A facile coating strategy for high stability aqueous zinc ion batteries: Porous rutile nano-TiO2 coating on zinc anode

Rechargeable aqueous zinc ion batteries have attracted significant attention because of their non-toxicity, high theoretical capacity, and low cost. However, many challenges regarding zinc anodes have hindered the development of zinc ion batteries, such as the growth of zinc dendrites, passivation and hydrogen evolution. In this study, a simple strategy based on porous rutile nano-TiO2 coating was used to guide uniform deposition of zinc ions to inhibit the formation of zinc dendrite. The TiO2 coated zinc anode shows excellent electrochemical performance. Therefore, for Zn-Zn symmetric cell, the zinc anode protected by TiO2 coating shows reduced voltage hysteresis (50 mV at 0.4 mA cm(-2)). Moreover, for Zn-MnO2 full cell, the cell with TiO2 coating also shows excellent cycling performance.

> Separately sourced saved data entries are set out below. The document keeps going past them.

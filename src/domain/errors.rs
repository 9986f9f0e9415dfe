use thiserror::Error;

use super::ProviderId;

#[derive(Debug, Clone, Copy, PartialEq, Eq)]
pub enum FailureCategory {
    UserActionRequired,
    TemporaryFailure,
    InternalFailure,
}

/// Classification of a failed transform, independent of provider.
#[derive(Debug, Clone, Copy, PartialEq, Eq)]
pub enum ErrorKind {
    EmptyInput,
    MissingCredential,
    HttpStatus(u16),
    MalformedResponse,
    TransportFailure,
}

impl ErrorKind {
    pub fn category(self) -> FailureCategory {
        match self {
            Self::EmptyInput | Self::MissingCredential => FailureCategory::UserActionRequired,
            Self::HttpStatus(401 | 403) => FailureCategory::UserActionRequired,
            Self::HttpStatus(408 | 429) | Self::TransportFailure => {
                FailureCategory::TemporaryFailure
            }
            Self::HttpStatus(status) if status >= 500 => FailureCategory::TemporaryFailure,
            Self::HttpStatus(_) | Self::MalformedResponse => FailureCategory::InternalFailure,
        }
    }
}

/// Failure reported by a provider client for a single remote call.
#[derive(Debug, Clone, PartialEq, Eq, Error)]
pub enum RemoteError {
    #[error("{} returned HTTP {status}", provider.display_name())]
    HttpStatus {
        provider: ProviderId,
        status: u16,
        body: String,
    },
    #[error("{} returned a malformed response: {message}", provider.display_name())]
    MalformedResponse {
        provider: ProviderId,
        message: String,
    },
    #[error("{} transport failed: {message}", provider.display_name())]
    Transport {
        provider: ProviderId,
        message: String,
    },
    #[error("{} request was not sent: no API key", provider.display_name())]
    MissingCredential { provider: ProviderId },
}

impl RemoteError {
    pub fn malformed(provider: ProviderId, message: impl Into<String>) -> Self {
        Self::MalformedResponse {
            provider,
            message: message.into(),
        }
    }

    pub fn transport(provider: ProviderId, message: impl Into<String>) -> Self {
        Self::Transport {
            provider,
            message: message.into(),
        }
    }

    pub fn provider(&self) -> ProviderId {
        match self {
            Self::HttpStatus { provider, .. }
            | Self::MalformedResponse { provider, .. }
            | Self::Transport { provider, .. }
            | Self::MissingCredential { provider } => *provider,
        }
    }

    pub fn kind(&self) -> ErrorKind {
        match self {
            Self::HttpStatus { status, .. } => ErrorKind::HttpStatus(*status),
            Self::MalformedResponse { .. } => ErrorKind::MalformedResponse,
            Self::Transport { .. } => ErrorKind::TransportFailure,
            Self::MissingCredential { .. } => ErrorKind::MissingCredential,
        }
    }
}

/// Invalid runtime configuration detected while wiring clients.
#[derive(Debug, Clone, PartialEq, Eq, Error)]
pub enum ConfigError {
    #[error("invalid configuration: {message}")]
    Invalid { message: String },
    #[error("failed to create HTTP client: {message}")]
    HttpClient { message: String },
    #[error("registry slot for {expected} was given a {actual} client")]
    ProviderMismatch {
        expected: ProviderId,
        actual: ProviderId,
    },
}

impl ConfigError {
    pub fn invalid(message: impl Into<String>) -> Self {
        Self::Invalid {
            message: message.into(),
        }
    }
}

#[derive(Debug, Error)]
pub enum SettingsError {
    #[error("settings file could not be accessed: {0}")]
    Io(#[from] std::io::Error),
    #[error("settings file is not valid JSON: {0}")]
    Json(#[from] serde_json::Error),
    #[error("invalid value for {key}: {message}")]
    InvalidValue { key: &'static str, message: String },
}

The discharge capacity of Zn-MnO2 full cell is only 27.69 mAh g(-1) after 500 cycles, while discharge capacity of Zn@TiO2-MnO2 full cell is up to 89.14 mAh g(-1). This excellent electrochemical performance may be attributed to improved wettability of TiO2 coated zinc anode, the uniform deposition of Zn2+ and reduction of Zn dendrites. Overall, this study provides a simple and beneficial strategy for future development of rechargeable aqueous zinc ion batteries.

Automated summary

The study utilized a simple strategy of TiO2 coating to inhibit the formation of zinc dendrites, resulting in improved performance of aqueous zinc ion batteries. The TiO2 coating reduced voltage hysteresis in Zn-Zn symmetric cells and enhanced cycling performance in Zn-MnO2 full cells.